Lateral (outside) Epicondylitis ‘Tennis Elbow’
Medial (inside) Epicondylitis ‘Golfers Elbow’
Epicondylitis is a painful condition that occurs when tendons either on the outside or inside of your Elbow are overloaded. This usually occurs via repetitive activities of the wrist and/or forearm.
You don’t have to be an athlete to experience epicondylitis, often painters, carpenters, and desk workers with typing and repetitive use of a computer mouse or keyboard can cause the same tendon irritation. This type of condition is often recognised as a form of RSI (Repetitive Strain Injury)
Many of the muscles that exert movement and strength in the forearm, wrist, fingers, and thumb originate on the forearm / Elbow. If you watch your forearm whilst moving your wrist or fingers up and down, you will see muscular movement/activity.
The outside (thumb side) of the elbow provides a large communal (group) tendon for many of the extensors of the wrist and fingers. The inside (small finger side) of the elbow provides a large communal (group) tendon for many of the flexors of the wrist and fingers.
The symptoms of epicondylitis (tennis/golfers’ elbow) develop gradually. In most cases, the pain begins as mild and slowly worsens over weeks and months. There is usually no specific injury associated with the start of symptoms.

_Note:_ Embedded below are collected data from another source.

//! Integration tests for logical tasks running on real schedulers.
//!
//! These tests validate:
//! - Suspension does not hold a worker thread
//! - Suspension points run in program order across thread hops
//! - Migrating a task between schedulers
//! - Context travelling with every resumption
//! - Fan-in of many tasks through a quorum

use parking_lot::Mutex;
use prometheus_async::config::ThreadPoolConfig;
use prometheus_async::core::{
    all, task, AsyncError, ContextualScheduler, Promise, SameThreadScheduler, Scheduler,
    ThreadPoolScheduler, Work,
};
use std::sync::atomic::{AtomicUsize, Ordering};
use std::sync::Arc;
use std::thread;
use std::time::Duration;

// ============================================================================
// HELPER FUNCTIONS
// ============================================================================

fn pool(name: &str, workers: usize) -> Arc<ThreadPoolScheduler> {
    Arc::new(
        ThreadPoolScheduler::new(
            name,
            ThreadPoolConfig::new()
                .with_worker_count(workers)
                .with_max_queue_depth(256)
                .with_thread_name_prefix(name),
        )
        .unwrap(),
    )
}

const WAIT: Duration = Duration::from_secs(10);

// ============================================================================
// SUSPENSION
// ============================================================================

#[test]
fn test_suspended_tasks_do_not_hold_workers() {
    // One worker, many suspended tasks: all must finish once released.
    let scheduler = pool("single", 1);
    let gate: Promise<u32> = Promise::new();

    let tasks: Vec<Promise<u32>> = (0..16)
        .map(|i| {
            let gate = gate.clone();
            task::spawn_on(scheduler.clone(), move |cx| async move {
                let base = cx.suspend(&gate).await?;
                Ok(base + i)
            })
        })
        .collect();

    thread::sleep(Duration::from_millis(20));
    assert!(tasks.iter().all(|t| !t.is_done()));

    gate.complete(100);
    let total: u32 = tasks
        .iter()
        .map(|t| t.wait_blocking_for(WAIT).unwrap().unwrap())
        .sum();
    assert_eq!(total, (0..16).map(|i| 100 + i).sum::<u32>());
    scheduler.shutdown();
}

#[test]
fn test_suspension_points_run_in_program_order() {
    let scheduler = pool("ordered", 4);
    let steps: Vec<Promise<usize>> = (0..5).map(|_| Promise::new()).collect();
    let log = Arc::new(Mutex::new(Vec::new()));

    let awaited = steps.clone();
    let task_log = Arc::clone(&log);
    let result = task::spawn_on(scheduler.clone(), move |cx| async move {
        for step in &awaited {
            let value = cx.suspend(step).await?;
            task_log.lock().push(value);
        }
        Ok(cx.suspensions())
    });

    // Settle in reverse order from another thread.
    let settling = steps.clone();
    let settler = thread::spawn(move || {
        for (i, step) in settling.iter().enumerate().rev() {
            step.complete(i);
            thread::sleep(Duration::from_millis(2));
        }
    });
    settler.join().unwrap();

    assert_eq!(result.wait_blocking_for(WAIT).unwrap().unwrap(), 5);
    assert_eq!(*log.lock(), vec![0, 1, 2, 3, 4]);
    scheduler.shutdown();
}

#[test]
fn test_error_recovered_inside_task() {
    let scheduler = pool("recover", 2);
    let failing: Promise<u32> = Promise::new();
    let awaited = failing.clone();
    let result = task::spawn_on(scheduler.clone(), move |cx| async move {
        match cx.suspend(&awaited).await {
            Ok(v) => Ok(v),
            Err(AsyncError::Failed(_)) => Ok(0),
            Err(e) => Err(e),
        }
    });
    failing.complete_exceptionally(AsyncError::msg("backend down"));
    assert_eq!(result.wait_blocking_for(WAIT).unwrap().unwrap(), 0);
    scheduler.shutdown();
}

// ============================================================================
// MIGRATION AND CONTEXT
// ============================================================================

#[test]
fn test_switch_to_moves_rest_of_task() {
    let first = pool("first", 1);
    let second = pool("second", 1);
    let target: Arc<dyn Scheduler> = second.clone();

    let result = task::spawn_on(first.clone(), move |cx| async move {
        let before = thread::current().name().map(str::to_string);
        cx.switch_to(target).await;
        let after = thread::current().name().map(str::to_string);
        Ok((before, after, cx.scheduler().name().to_string()))
    });

    let (before, after, name) = result.wait_blocking_for(WAIT).unwrap().unwrap();
    assert!(before.unwrap_or_default().starts_with("first"));
    assert!(after.unwrap_or_default().starts_with("second"));
    assert_eq!(name, "second");
    first.shutdown();
    second.shutdown();
}

#[test]
fn test_context_wraps_every_resumption() {
    let resumptions = Arc::new(AtomicUsize::new(0));
    let counter = Arc::clone(&resumptions);
    let inner = SameThreadScheduler::shared();
    let scheduler: Arc<dyn Scheduler> = Arc::new(ContextualScheduler::new(inner, move |work: Work| {
        let counter = Arc::clone(&counter);
        Box::new(move || {
            counter.fetch_add(1, Ordering::SeqCst);
            work();
        }) as Work
    }));

    let a: Promise<u8> = Promise::new();
    let b: Promise<u8> = Promise::new();
    let (wa, wb) = (a.clone(), b.clone());
    let result = task::spawn_on(scheduler, move |cx| async move {
        let x = cx.suspend(&wa).await?;
        let y = cx.suspend(&wb).await?;
        Ok(x + y)
    });
    a.complete(1);
    b.complete(2);

    assert_eq!(result.wait_blocking_for(WAIT).unwrap().unwrap(), 3);
    // Initial step plus one resumption per suspension.
    assert_eq!(resumptions.load(Ordering::SeqCst), 3);
}

// ============================================================================
// FAN-IN
// ============================================================================

#[test]
fn test_many_tasks_fan_into_all() {
    let scheduler = pool("fan", 4);
    let tasks: Vec<Promise<usize>> = (0..64)
        .map(|i| {
            task::spawn_on(scheduler.clone(), move |_cx| async move {
                thread::sleep(Duration::from_micros(50));
                Ok(i * 2)
            })
        })
        .collect();

    let joined = all(tasks);
    let values = joined.wait_blocking_for(WAIT).unwrap().unwrap();
    assert_eq!(values, (0..64).map(|i| i * 2).collect::<Vec<_>>());
    assert!(scheduler.stats().submitted_jobs >= 64);
    scheduler.shutdown();
}

#[test]
fn test_cancelling_task_stops_it_at_next_suspension() {
    let scheduler = pool("cancel", 1);
    let gate: Promise<()> = Promise::new();
    let reached = Arc::new(AtomicUsize::new(0));
    let flag = Arc::clone(&reached);
    let awaited = gate.clone();
    let result: Promise<()> = task::spawn_on(scheduler.clone(), move |cx| async move {
        cx.suspend(&awaited).await?;
        flag.fetch_add(1, Ordering::SeqCst);
        Ok(())
    });

    assert!(result.cancel());
    gate.complete(());
    thread::sleep(Duration::from_millis(20));
    assert!(result.is_cancelled());
    assert_eq!(reached.load(Ordering::SeqCst), 0);
    scheduler.shutdown();
}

Common signs and symptoms of tennis elbow include:
- Pain or burning on the outer/inner part of your elbow
- Weak grip or wrist lifting strength
- Sometimes, pain at night
- Occasionally nerves may be irritated and cause pins & needles or numbing sensations below the elbow.
- In extreme cases, inflammatory swelling may be observed.
The symptoms are often aggravated with forearm & wrist activity and can be noticed quickly via simple daily activities like, picking up a pot or kettle, twisting a jar lid, or shaking hands. Your dominant arm is most often affected; however, both arms can be affected.
Classification / Types
Epicondylitis is usually diagnosed into different types (Type I, II or II) by practitioners. The type indicates the fibre type involvement and the proximity of involved tendons insertion (anchoring) point.
Factors that may increase your risk of tennis elbow include:
- Age. While tennis elbow affects people of all ages, it’s most common in adults between the ages of 30 and 50.
- Occupation. People who have jobs that involve repetitive motions of the wrist and arm are more likely to develop tennis elbow. Examples include plumbers, painters, carpenters, butchers and cooks.
- Certain sports & training. Participating in racket/bat sports increases your risk of tennis or golfers’ elbow, especially if you employ poor stroke technique. Weight training if practised with poor form can also easily initiate this condition.
- Other repetitive activities e.g., playing musical instruments, DIY, gaming, knitting and even extensive mobile phone usage can lead to this condition forming.
If ignored for too long then this type of condition can expand to aggravate local nerve tracts, other neighbouring muscle chains as also local joints (including other soft tissue structures around the joints). This can lead to symptoms being caused to potentially expand to the wrist, fingers, shoulder and even the neck.
Early-stage epicondylitis can improve on its own provided aggravating factors are mitigated against.
If, however, over-the-counter pain medications and other self-care measures such as stretches aren’t helping, you may want to see a Physiotherapist or Osteopath.
- Mild cases may be approached with icing, guided stretching, and a specific exercise routine stressing the tendon eccentrically to assist in the body’s natural ability to heal.
- Taping techniques and elbow clasps may also assist with a relatively early-stage condition of this type although these are often not a permanent resolution.
- Manual therapy (including controlled, slow manipulations) to the local joints may aid in resolving symptoms.
- More stubborn cases can be assisted with Extracorporeal Shockwave Therapy (ESWT) and in some cases Trigger Point Dry Needling for secondary forearm muscle hypertonicity.